# TASK PROMPT
Pick every line from the data that holds the word "Serialize".

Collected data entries
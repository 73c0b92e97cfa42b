//! Integration tests for the form pages and the JSON prediction API.

use axum::body::Body;
use healthpredict_core::web::{WebState, router};
use healthpredict_core::{
    ArtifactLoader, Classifier, ConfigurationError, DatasetKind, InputRecord, ModelSlot,
    ModelsConfig, PredictionError,
};
use std::path::Path;
use std::sync::Arc;
use std::sync::atomic::{AtomicUsize, Ordering};
use tower::ServiceExt;

struct Fixed {
    label: i64,
    distribution: Vec<f64>,
    calls: Arc<AtomicUsize>,
}

impl Classifier for Fixed {
    fn name(&self) -> &str {
        "fixed"
    }

    fn classify(&self, _record: &InputRecord) -> Result<i64, PredictionError> {
        self.calls.fetch_add(1, Ordering::SeqCst);
        Ok(self.label)
    }

    fn score_distribution(&self, _record: &InputRecord) -> Result<Vec<f64>, PredictionError> {
        Ok(self.distribution.clone())
    }
}

/// Diabetes scores positive, hospital readmission negative, and the kidney
/// artifact is missing.
#[derive(Default)]
struct StubLoader {
    loads: AtomicUsize,
    calls: Arc<AtomicUsize>,
}

impl ArtifactLoader for StubLoader {
    fn load(
        &self,
        dataset: DatasetKind,
        path: &Path,
    ) -> Result<Arc<dyn Classifier>, ConfigurationError> {
        self.loads.fetch_add(1, Ordering::SeqCst);
        let (label, distribution) = match dataset {
            DatasetKind::Diabetes => (1, vec![0.2, 0.8]),
            DatasetKind::HospitalReadmission => (0, vec![0.65, 0.35]),
            DatasetKind::KidneyDisease => {
                return Err(ConfigurationError::ArtifactMissing {
                    dataset,
                    path: path.to_path_buf(),
                });
            }
        };
        Ok(Arc::new(Fixed {
            label,
            distribution,
            calls: Arc::clone(&self.calls),
        }))
    }
}

fn make_app() -> (axum::Router, Arc<StubLoader>) {
    let loader = Arc::new(StubLoader::default());
    let slot = ModelSlot::new(loader.clone(), ModelsConfig::default());
    (router(WebState::new(slot).unwrap()), loader)
}

fn make_request(uri: &str) -> axum::http::Request<Body> {
    axum::http::Request::builder()
        .uri(uri)
        .body(Body::empty())
        .unwrap()
}

fn make_json_request(uri: &str, body: serde_json::Value) -> axum::http::Request<Body> {
    axum::http::Request::builder()
        .method("POST")
        .uri(uri)
        .header("content-type", "application/json")
        .body(Body::from(serde_json::to_string(&body).unwrap()))
        .unwrap()
}

fn make_form_request(uri: &str, form: &str) -> axum::http::Request<Body> {
    axum::http::Request::builder()
        .method("POST")
        .uri(uri)
        .header("content-type", "application/x-www-form-urlencoded")
        .body(Body::from(form.to_string()))
        .unwrap()
}

async fn send(
    app: axum::Router,
    req: axum::http::Request<Body>,
) -> (axum::http::StatusCode, String) {
    let resp = ServiceExt::<axum::http::Request<Body>>::oneshot(app, req)
        .await
        .unwrap();
    let status = resp.status();
    let body = axum::body::to_bytes(resp.into_body(), 1_000_000)
        .await
        .unwrap();
    (status, String::from_utf8(body.to_vec()).unwrap())
}

fn diabetes_json(glucose: f64, bmi: f64) -> serde_json::Value {
    serde_json::json!({
        "Pregnancies": 1,
        "Glucose": glucose,
        "BloodPressure": 72,
        "SkinThickness": 20,
        "Insulin": 80,
        "BMI": bmi,
        "DiabetesPedigreeFunction": 0.45,
        "Age": 40,
    })
}

const DIABETES_FORM: &str = "Pregnancies=1&Glucose=150&BloodPressure=72&SkinThickness=20\
&Insulin=80&BMI=31.5&DiabetesPedigreeFunction=0.45&Age=40";

// --- Pages ---

#[tokio::test]
async fn test_index_renders_selected_dataset() {
    let (app, _) = make_app();
    let (status, html) = send(app, make_request("/?dataset=hospital_readmission")).await;
    assert_eq!(status, 200);
    assert!(html.contains("name=\"n_lab_procedures\""));
    assert!(html.contains("name=\"diag_1\""));
    assert!(html.contains("value=\"250.01\""));
}

#[tokio::test]
async fn test_index_accepts_display_name() {
    let (app, _) = make_app();
    let (status, html) = send(app, make_request("/?dataset=Hospital%20Readmission")).await;
    assert_eq!(status, 200);
    assert!(html.contains("name=\"medical_specialty\""));
}

#[tokio::test]
async fn test_index_unknown_dataset() {
    let (app, _) = make_app();
    let (status, _) = send(app, make_request("/?dataset=heart")).await;
    assert_eq!(status, 404);
}

#[tokio::test]
async fn test_form_submission_shows_result() {
    let (app, loader) = make_app();
    let (status, html) = send(
        app,
        make_form_request("/predict?dataset=diabetes", DIABETES_FORM),
    )
    .await;
    assert_eq!(status, 200);
    assert!(html.contains("⚠️ Diabetes Risk Detected"));
    assert!(html.contains("80.00%"));
    assert!(html.contains("Consult a healthcare professional"));
    // Entered values are echoed back into the form.
    assert!(html.contains("value=\"31.5\""));
    assert_eq!(loader.calls.load(Ordering::SeqCst), 1);
}

#[tokio::test]
async fn test_form_rejection_shows_warning() {
    let (app, loader) = make_app();
    let form = DIABETES_FORM.replace("Glucose=150", "Glucose=0");
    let (status, html) = send(app, make_form_request("/predict?dataset=diabetes", &form)).await;
    assert_eq!(status, 200);
    assert!(html.contains("Glucose and BMI cannot be 0"));
    assert!(!html.contains("Prediction Result"));
    assert_eq!(loader.calls.load(Ordering::SeqCst), 0);
}

#[tokio::test]
async fn test_form_missing_artifact_halts() {
    let (app, _) = make_app();
    let (status, html) = send(
        app,
        make_form_request("/predict?dataset=kidney_disease", "Age=30"),
    )
    .await;
    assert_eq!(status, 503);
    assert!(html.contains("kidney-model.pkl"));
    assert!(!html.contains("Enter Your Details"));
}

// --- JSON API ---

#[tokio::test]
async fn test_api_datasets() {
    let (app, _) = make_app();
    let (status, body) = send(app, make_request("/api/datasets")).await;
    assert_eq!(status, 200);
    let json: serde_json::Value = serde_json::from_str(&body).unwrap();
    let ids: Vec<_> = json
        .as_array()
        .unwrap()
        .iter()
        .map(|d| d["id"].as_str().unwrap().to_string())
        .collect();
    assert_eq!(ids, ["diabetes", "hospital_readmission", "kidney_disease"]);
}

#[tokio::test]
async fn test_api_schema_lists_fields_in_order() {
    let (app, _) = make_app();
    let (status, body) = send(app, make_request("/api/schema/kidney_disease")).await;
    assert_eq!(status, 200);
    let json: serde_json::Value = serde_json::from_str(&body).unwrap();
    let fields = json["fields"].as_array().unwrap();
    assert_eq!(fields.len(), 24);
    assert_eq!(fields[0]["name"], "Age");
    assert_eq!(json["rule"]["rule"], "require_non_zero");
}

#[tokio::test]
async fn test_api_predict_succeeds() {
    let (app, _) = make_app();
    let (status, body) = send(
        app,
        make_json_request("/api/predict/diabetes", diabetes_json(150.0, 31.5)),
    )
    .await;
    assert_eq!(status, 200);
    let json: serde_json::Value = serde_json::from_str(&body).unwrap();
    assert_eq!(json["status"], "succeeded");
    assert_eq!(json["label"], 1);
    assert_eq!(json["message"], "Diabetes Risk Detected");
    assert_eq!(json["tone"], "warning");
    assert_eq!(json["confidence"], 80.0);
}

#[tokio::test]
async fn test_api_predict_rejects_zero_bmi() {
    let (app, loader) = make_app();
    let (status, body) = send(
        app,
        make_json_request("/api/predict/diabetes", diabetes_json(150.0, 0.0)),
    )
    .await;
    assert_eq!(status, 422);
    let json: serde_json::Value = serde_json::from_str(&body).unwrap();
    assert_eq!(json["status"], "rejected");
    assert_eq!(
        json["message"],
        "Please enter valid values (Glucose and BMI cannot be 0)."
    );
    assert_eq!(loader.calls.load(Ordering::SeqCst), 0);
}

#[tokio::test]
async fn test_api_predict_rejects_unknown_field() {
    let (app, _) = make_app();
    let mut body = diabetes_json(150.0, 31.5);
    body["Cholesterol"] = serde_json::json!(180);
    let (status, _) = send(app, make_json_request("/api/predict/diabetes", body)).await;
    assert_eq!(status, 422);
}

#[tokio::test]
async fn test_api_predict_missing_artifact() {
    let (app, _) = make_app();
    let (status, body) = send(
        app,
        make_json_request("/api/predict/kidney_disease", serde_json::json!({})),
    )
    .await;
    assert_eq!(status, 503);
    let json: serde_json::Value = serde_json::from_str(&body).unwrap();
    assert_eq!(json["status"], "unavailable");
}

// --- Model slot ---

#[tokio::test]
async fn test_artifact_reloaded_only_on_selection_change() {
    let (app, loader) = make_app();
    for uri in [
        "/?dataset=diabetes",
        "/?dataset=diabetes",
        "/?dataset=hospital_readmission",
        "/?dataset=diabetes",
    ] {
        let (status, _) = send(app.clone(), make_request(uri)).await;
        assert_eq!(status, 200);
    }
    assert_eq!(loader.loads.load(Ordering::SeqCst), 3);

    let (_, body) = send(app, make_request("/health")).await;
    let json: serde_json::Value = serde_json::from_str(&body).unwrap();
    assert_eq!(json["loaded_dataset"], "diabetes");
}
//! Prediction adapter.
//!
//! A trained artifact is reached only through the narrow [`Classifier`]
//! capability. [`predict`] invokes both of its operations on a built record
//! and normalizes the answer into a label plus a confidence percentage.

use crate::error::PredictionError;
use crate::record::InputRecord;
use crate::schema::DatasetKind;
use serde::Serialize;
use tracing::debug;

/// Scoring capability of a loaded model artifact.
///
/// Implementations must treat scoring as read-only: the same artifact is
/// shared across every submission for its dataset.
pub trait Classifier: Send + Sync {
    /// Identifier used in logs, e.g. the artifact format and file name.
    fn name(&self) -> &str;

    /// Discrete class label for the record.
    fn classify(&self, record: &InputRecord) -> Result<i64, PredictionError>;

    /// Probability per class, indexed by class label.
    fn score_distribution(&self, record: &InputRecord) -> Result<Vec<f64>, PredictionError>;
}

/// Severity of a result message.
#[derive(Debug, Clone, Copy, PartialEq, Eq, Serialize)]
#[serde(rename_all = "snake_case")]
pub enum Tone {
    Warning,
    Success,
}

impl Tone {
    /// Marker shown before a result message.
    pub fn icon(&self) -> &'static str {
        match self {
            Self::Warning => "⚠️",
            Self::Success => "✅",
        }
    }
}

/// Human-readable interpretation of one label.
#[derive(Debug, Clone, Copy, PartialEq, Eq, Serialize)]
pub struct Outcome {
    pub message: &'static str,
    pub tone: Tone,
}

/// Per-dataset message table: label 1 is positive risk, label 0 negative.
#[derive(Debug, Clone, Copy)]
pub struct Outcomes {
    pub positive: Outcome,
    pub negative: Outcome,
}

impl Outcomes {
    /// Message for a normalized label; anything but 1 reads as negative.
    pub fn for_label(&self, label: u8) -> &Outcome {
        if label == 1 {
            &self.positive
        } else {
            &self.negative
        }
    }
}

/// Tolerance for probabilities that drift just outside `[0, 1]`.
const PROBABILITY_EPSILON: f64 = 1e-9;

/// Maximum class probability as a percentage in `[0, 100]`.
pub fn confidence_percentage(distribution: &[f64]) -> Result<f64, PredictionError> {
    if distribution.is_empty() {
        return Err(PredictionError::distribution("no class probabilities"));
    }
    if let Some(p) = distribution.iter().find(|p| {
        !p.is_finite() || **p < -PROBABILITY_EPSILON || **p > 1.0 + PROBABILITY_EPSILON
    }) {
        return Err(PredictionError::distribution(format!(
            "probability {p} is outside [0, 1]"
        )));
    }
    let max = distribution.iter().copied().fold(f64::NEG_INFINITY, f64::max);
    Ok((max * 100.0).clamp(0.0, 100.0))
}

/// Label plus confidence for one submission. Exists only for rendering.
#[derive(Debug, Clone, Copy, PartialEq, Serialize)]
pub struct PredictionResult {
    dataset: DatasetKind,
    label: u8,
    confidence: f64,
}

impl PredictionResult {
    pub fn dataset(&self) -> DatasetKind {
        self.dataset
    }

    /// 0 or 1.
    pub fn label(&self) -> u8 {
        self.label
    }

    /// Percentage in `[0, 100]`.
    pub fn confidence(&self) -> f64 {
        self.confidence
    }

    pub fn outcome(&self) -> &'static Outcome {
        self.dataset.schema().outcomes.for_label(self.label)
    }

    /// Confidence formatted with two decimals, e.g. `80.00%`.
    pub fn confidence_display(&self) -> String {
        format!("{:.2}%", self.confidence)
    }
}

/// Invoke `classifier` on `record` and normalize the result.
pub fn predict(
    classifier: &dyn Classifier,
    record: &InputRecord,
) -> Result<PredictionResult, PredictionError> {
    let raw_label = classifier.classify(record)?;
    let label = match raw_label {
        0 => 0u8,
        1 => 1u8,
        other => return Err(PredictionError::InvalidLabel { label: other }),
    };

    let distribution = classifier.score_distribution(record)?;
    if distribution.len() <= label as usize {
        return Err(PredictionError::distribution(format!(
            "{} class probabilities cannot cover label {label}",
            distribution.len()
        )));
    }
    let confidence = confidence_percentage(&distribution)?;

    debug!(
        model = classifier.name(),
        dataset = %record.dataset(),
        label,
        confidence,
        "Scored record"
    );

    Ok(PredictionResult {
        dataset: record.dataset(),
        label,
        confidence,
    })
}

# SOLUTION FOR THIS EXERCISE
use serde::Serialize;
#[derive(Debug, Clone, Copy, PartialEq, Eq, Serialize)]
#[derive(Debug, Clone, Copy, PartialEq, Eq, Serialize)]
#[derive(Debug, Clone, Copy, PartialEq, Serialize)]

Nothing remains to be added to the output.